Gönül isterdi ki bu yazıda eşkiyalıktan değil de aşk’tan bahsedelim. Yazının başlığı da“Bolaman Aşkiyaları” olsun .Yazan ise Bolamanlı Aşkiya …

Karadeniz bölgesinde, özellikle geçen yüzyılın sonlarında yaşamış çok sayıda eşkıya vardır. Bunların çoğu hakkında destanlar yazılmış, türküler yakılmıştır. Zaten bu eşkiyaların çoğunu biliyoruz. İşte size birkaç örnek; Hekimoğlu, Sandıkçı Şükrü, Micanoğlu, Şişmanoğlu, Soytaroğlu v.s. Bu eşkiyaların eşkiyalık sebeplerini incelediğimizde genel olarak “kan davası”dır. Adını saydığımız ünlü eşkiyaların çoğunluğu bu yüzden dağlara çıkmışlardır. Zamanla da her toplumda olduğu gibi halkın sempatisini kazanmışlardır. Eşkiyalık, devlet otoritesinin zayıfladığı dönemlerde yaygınlaşır, yine bu isimlerini saydığımız eşkiyaların yaşadığı devire bakacak olursak Osmanlı İmparatorluğunun parçalanmaya başladığı döneme rastladığını görürüz.

         Ama tarihimizde “Suhte İsyanları” dediğimiz bir isyan vardır ki bu isyan hemen hemen tüm Osmanlı topraklarında etkisini göstermiştir. Ve bu isyan ateşinden düşen bir parçada bölgemizde etkili olmuştur.“Suhte İsyanı” adıyla adlandırdığımız isyan, yukarıda bahsettiğimiz kan davasından değil, ekonomik krizin görüldüğü ve halkın çok yoksul düştüğü bir dönemde ortaya çıkmıştır.
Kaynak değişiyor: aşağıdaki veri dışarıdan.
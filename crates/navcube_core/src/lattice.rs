use std::fmt;
use std::ops::{Index, IndexMut};

use cgmath::Vector3;
use serde::{Deserialize, Serialize};
use smallvec::SmallVec;

use crate::{Axis, Face, Sign};

/// Default spacing between neighboring cubie centers.
pub const DEFAULT_GAP: f32 = 0.96;

/// Integer slot in the 3x3x3 lattice, one [`Sign`] per axis.
#[derive(Serialize, Deserialize, Default, Copy, Clone, PartialEq, Eq, PartialOrd, Ord, Hash)]
pub struct LatticePoint(pub [Sign; 3]);
impl fmt::Debug for LatticePoint {
    fn fmt(&self, f: &mut fmt::Formatter<'_>) -> fmt::Result {
        let [x, y, z] = self.0.map(Sign::int);
        write!(f, "({x:+}, {y:+}, {z:+})")
    }
}
impl Index<Axis> for LatticePoint {
    type Output = Sign;
    fn index(&self, axis: Axis) -> &Sign {
        &self.0[axis.int()]
    }
}
impl IndexMut<Axis> for LatticePoint {
    fn index_mut(&mut self, axis: Axis) -> &mut Sign {
        &mut self.0[axis.int()]
    }
}
impl LatticePoint {
    /// Slot at the center of the cube, which has no stickers.
    pub const CORE: Self = Self([Sign::Zero; 3]);

    /// Returns all 27 slots, with X varying slowest and Z fastest.
    pub fn iter() -> impl Iterator<Item = Self> {
        Sign::ALL.into_iter().flat_map(|x| {
            Sign::ALL
                .into_iter()
                .flat_map(move |y| Sign::ALL.into_iter().map(move |z| Self([x, y, z])))
        })
    }

    /// Returns the faces that are exposed at this slot, in axis order. Centers
    /// have 1, edges 2, and corners 3.
    pub fn exposed_faces(self) -> SmallVec<[Face; 3]> {
        Axis::iter()
            .filter_map(|axis| Face::try_new(axis, self[axis]))
            .collect()
    }
}

/// Mapping between continuous world coordinates and lattice slots.
#[derive(Serialize, Deserialize, Debug, Copy, Clone, PartialEq)]
pub struct Lattice {
    /// Distance between neighboring cubie centers.
    pub gap: f32,
}
impl Default for Lattice {
    fn default() -> Self {
        Self { gap: DEFAULT_GAP }
    }
}
impl Lattice {
    /// Constructs a lattice with the given spacing.
    pub fn new(gap: f32) -> Self {
        Self { gap }
    }

    /// Returns the nearest lattice index for a single coordinate:
    /// `round(coordinate / gap)`.
    ///
    /// Drift of up to half the spacing is tolerated.
    pub fn index(&self, coordinate: f32) -> i32 {
        (coordinate / self.gap).round() as i32
    }

    /// Returns the nearest slot to a position, or `None` if the position is
    /// outside the 3x3x3 lattice.
    pub fn point(&self, position: Vector3<f32>) -> Option<LatticePoint> {
        let mut ret = LatticePoint::CORE;
        for axis in Axis::iter() {
            ret[axis] = Sign::from_int(self.index(position[axis.int()]))?;
        }
        Some(ret)
    }

    /// Returns the world position of a slot.
    pub fn position(&self, point: LatticePoint) -> Vector3<f32> {
        let [x, y, z] = point.0.map(|s| s.float() * self.gap);
        Vector3::new(x, y, z)
    }

    /// Returns the position with every coordinate forced onto the nearest
    /// multiple of the spacing.
    pub fn snap(&self, position: Vector3<f32>) -> Vector3<f32> {
        position.map(|c| self.index(c) as f32 * self.gap)
    }
}
use std::collections::VecDeque;

use navcube_core::{Destination, Scramble};
use navcube_prefs::AnimationPreferences;
use rand::{Rng, SeedableRng};
use rand_chacha::ChaCha12Rng;
use web_time::Duration;

use crate::tween::LabelScale;
use crate::util::duration_from_secs;
use crate::{Completion, Mechanism, MoveError, Scene};

/// Orchestrated sequence of moves, pauses, and label animations.
#[derive(Debug, Copy, Clone, PartialEq, Eq, Hash)]
pub enum Choreography {
    /// Scramble the cube while the labels shrink, solve it, grow the labels
    /// back, and reveal a destination.
    ScrambleAndSolve(Destination),
    /// Reset the cube, then scramble and solve it once to show it off.
    Intro,
}

/// Notification emitted by the simulation.
#[derive(Debug, Clone, PartialEq)]
pub enum CubeEvent {
    /// A choreography started.
    Started(Choreography),
    /// A scramble was generated and queued.
    Scrambled(Scramble),
    /// The solve of the last scramble finished.
    Solved,
    /// The destination panel should be shown.
    Reveal(Destination),
    /// The home page should be shown. No choreography is played for it.
    NavigateHome,
    /// A choreography finished.
    Finished(Choreography),
    /// A choreography stopped early because a move failed or the cube was
    /// reset underneath it.
    Aborted(Choreography, MoveError),
}

#[derive(Debug, Clone, PartialEq)]
enum Step {
    HardReset,
    SetLabelScale(f32),
    Wait(Duration),
    /// Queue a new scramble and shrink the labels at the same time. Finishes
    /// once both are done.
    Scramble { length: usize },
    /// Queue the inverse of the last scramble.
    Solve,
    GrowLabels,
    Emit(CubeEvent),
}

#[derive(Debug, Clone)]
struct ActiveStep {
    step: Step,
    drain: Option<Completion>,
    remaining: Duration,
}

enum StepStatus {
    Running,
    Done,
    Failed(MoveError),
}

/// Plays one choreography at a time. Triggers that arrive while one is
/// playing are ignored.
#[derive(Debug, Clone)]
pub struct Choreographer {
    current: Option<Choreography>,
    steps: VecDeque<Step>,
    active: Option<ActiveStep>,
    last_scramble: Option<Scramble>,
    rng: ChaCha12Rng,
}
impl Default for Choreographer {
    fn default() -> Self {
        Self::with_seed(rand::rng().random())
    }
}
impl Choreographer {
    /// Constructs a choreographer whose scrambles are derived from `seed`.
    pub fn with_seed(seed: u64) -> Self {
        Self {
            current: None,
            steps: VecDeque::new(),
            active: None,
            last_scramble: None,
            rng: ChaCha12Rng::seed_from_u64(seed),
        }
    }

    /// Returns whether a choreography is playing.
    pub fn is_busy(&self) -> bool {
        self.current.is_some()
    }
    /// Returns the choreography that is playing.
    pub fn current(&self) -> Option<Choreography> {
        self.current
    }
    /// Returns the most recently generated scramble.
    pub fn last_scramble(&self) -> Option<&Scramble> {
        self.last_scramble.as_ref()
    }

    /// Starts a choreography. Returns `false` and does nothing if one is
    /// already playing.
    pub fn trigger(&mut self, choreography: Choreography, prefs: &AnimationPreferences) -> bool {
        if let Some(current) = self.current {
            log::debug!("ignoring {choreography:?} while {current:?} is playing");
            return false;
        }
        log::info!("starting {choreography:?}");

        let mut steps = vec![Step::Emit(CubeEvent::Started(choreography))];
        match choreography {
            Choreography::ScrambleAndSolve(destination) => steps.extend([
                Step::Scramble {
                    length: prefs.scramble_length,
                },
                Step::Wait(duration_from_secs(prefs.scramble_pause)),
                Step::Solve,
                Step::GrowLabels,
                Step::Wait(duration_from_secs(prefs.reveal_pause)),
                Step::Emit(CubeEvent::Reveal(destination)),
            ]),
            Choreography::Intro => steps.extend([
                Step::HardReset,
                Step::SetLabelScale(prefs.label_large_scale),
                Step::Wait(duration_from_secs(prefs.intro_pause)),
                Step::Scramble {
                    length: prefs.intro_scramble_length,
                },
                Step::Wait(duration_from_secs(prefs.intro_pause)),
                Step::Solve,
                Step::GrowLabels,
            ]),
        }
        steps.push(Step::Emit(CubeEvent::Finished(choreography)));

        self.current = Some(choreography);
        self.steps = steps.into();
        self.active = None;
        true
    }

    /// Stops the choreography that is playing, if any, and reports it as
    /// aborted with `reason`. Returns whether one was playing.
    pub fn cancel(&mut self, reason: MoveError, events: &mut Vec<CubeEvent>) -> bool {
        let Some(choreography) = self.current.take() else {
            return false;
        };
        log::info!("cancelling {choreography:?}: {reason}");
        self.steps.clear();
        self.active = None;
        events.push(CubeEvent::Aborted(choreography, reason));
        true
    }

    /// Steps the choreography forward, starting as many steps as can run this
    /// frame. Returns whether a choreography is playing.
    pub fn proceed(
        &mut self,
        delta: Duration,
        mechanism: &mut Mechanism,
        label: &mut LabelScale,
        scene: &mut impl Scene,
        prefs: &AnimationPreferences,
        events: &mut Vec<CubeEvent>,
    ) -> bool {
        let Some(choreography) = self.current else {
            return false;
        };

        if let Some(active) = &mut self.active
            && let Step::Wait(_) = active.step
        {
            active.remaining = active.remaining.saturating_sub(delta);
        }

        loop {
            if let Some(active) = &self.active {
                match active.status(label) {
                    StepStatus::Running => return true,
                    StepStatus::Done => {
                        if active.step == Step::Solve {
                            events.push(CubeEvent::Solved);
                        }
                        self.active = None;
                    }
                    StepStatus::Failed(e) => {
                        log::error!("{choreography:?} aborted: {e}");
                        self.steps.clear();
                        self.active = None;
                        self.current = None;
                        events.push(CubeEvent::Aborted(choreography, e));
                        return true;
                    }
                }
            }

            let Some(step) = self.steps.pop_front() else {
                log::info!("finished {choreography:?}");
                self.current = None;
                return true;
            };
            self.active = Some(self.start_step(step, mechanism, label, scene, prefs, events));
        }
    }

    fn start_step(
        &mut self,
        step: Step,
        mechanism: &mut Mechanism,
        label: &mut LabelScale,
        scene: &mut impl Scene,
        prefs: &AnimationPreferences,
        events: &mut Vec<CubeEvent>,
    ) -> ActiveStep {
        log::trace!("choreography step {step:?}");
        let twist_duration = duration_from_secs(prefs.twist_duration);
        let mut drain = None;
        let mut remaining = Duration::ZERO;

        match &step {
            Step::HardReset => mechanism.rebuild(scene),
            Step::SetLabelScale(scale) => label.set(*scale),
            Step::Wait(duration) => remaining = *duration,
            Step::Scramble { length } => {
                let scramble = Scramble::new_seeded(*length, self.rng.random());
                log::debug!("scramble: {}", navcube_core::format_moves(&scramble.moves));
                for &mv in &scramble.moves {
                    mechanism.enqueue(mv, twist_duration);
                }
                drain = Some(mechanism.drain());
                label.animate_to(prefs.label_small_scale, &prefs.label_shrink);
                events.push(CubeEvent::Scrambled(scramble.clone()));
                self.last_scramble = Some(scramble);
            }
            Step::Solve => {
                let solution = self
                    .last_scramble
                    .as_ref()
                    .map(Scramble::solution)
                    .unwrap_or_default();
                log::debug!("solve: {}", navcube_core::format_moves(&solution));
                for mv in solution {
                    mechanism.enqueue(mv, twist_duration);
                }
                drain = Some(mechanism.drain());
            }
            Step::GrowLabels => label.animate_to(prefs.label_large_scale, &prefs.label_grow),
            Step::Emit(event) => {
                if let CubeEvent::Reveal(destination) = event {
                    log::info!("revealing {destination}");
                }
                events.push(event.clone());
            }
        }

        ActiveStep {
            step,
            drain,
            remaining,
        }
    }
}

impl ActiveStep {
    fn status(&self, label: &LabelScale) -> StepStatus {
        let drained = match self.drain.as_ref().map(Completion::result) {
            None => true,
            Some(None) => false,
            Some(Some(Ok(()))) => true,
            Some(Some(Err(e))) => return StepStatus::Failed(e),
        };
        let done = match self.step {
            Step::Wait(_) => self.remaining.is_zero(),
            Step::Scramble { .. } => drained && !label.is_animating(),
            Step::Solve => drained,
            Step::GrowLabels => !label.is_animating(),
            Step::HardReset | Step::SetLabelScale(_) | Step::Emit(_) => true,
        };
        if done {
            StepStatus::Done
        } else {
            StepStatus::Running
        }
    }
}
Suhte ya da Softa’nın kelime anlamı Osmanlı’da medrese öğrencilerine verilen isimdir. Bu durumda bu isyanın bu öğrenciler tarafından çıkarıldığını bilmek pek zor olmasa gerek! Osmanlı’da toplumsal hiyerarşinin üst kısmında devlet bürokratları ve askeri sınıflar vardı. Köylülerin ana görevi ise üretim ve vergi ödeme olduğu için tımar alamaz, şehirlerde bile yaşayamazlardı. Köylülerinde bu hiyerarşide yer alabilmelerinin tek yolu da dini kurumlara girmekti.16.yüzyılın sonları,17.yüzyılın başlangıç yılları boyunca köylüler özelliklede işsiz köylüler topraklarını terk ederek, suhte olmak için medreselere koştular. Bu insanlar mezun olunca çok azı iş buluyordu.(sanki günümüzü anlatıyor, açılan onlarca üniversite !) Bundan dolayı da gençler otoriteye karşı kızgınlık duymaya başlıyorlar. Gruplar oluşturarak kırsal bölgelerde dolaşmaya başlıyorlar. İşi köylülerden para istemeye, hasatlarını mahvetmeye, tecavüzlere ve yağmalamaya kadar vardırdılar. Suhteler, eşkiyalıklarını Yeşilırmak Havzası’ndan, Batı Anadolu’nun kırsal kesimlerine kadar özellikle de Aydın, Manisa, Menteşe, Kastamonu ve Bolu bölgelerinde sürdürdüler.1613 yılında bu büyük isyan durduruldu. Gelelim Suhte İsyanları ile Bolaman’ın ilgisine.1601 yılına ait bir Osmanlı belgesinde Bolaman Kazası’nda ki Suhte Eşkiyaları hakkında gerekenlerin yapılmasına dair hüküm vardır. Başka kaynaklara göre de yine eşkiyaların bu bölgede köylere, yaptıkları yağmalama yanında, yine işbirliği yaptıkları çingenelerin kadınlarını kullanarak köy delikanlılarını kendi çetelerine katılımını sağlıyorlardı. İsyan bastırılınca suhteler dağılarak daha sonra ikili, üçlü küçük gruplar halinde daha çapulcu denilen etkisiz dağ eşkiyalarına katılırlar.Böylece uzun yıllar sürmüş olan isyanda eski gücünü yitirirek sona erer.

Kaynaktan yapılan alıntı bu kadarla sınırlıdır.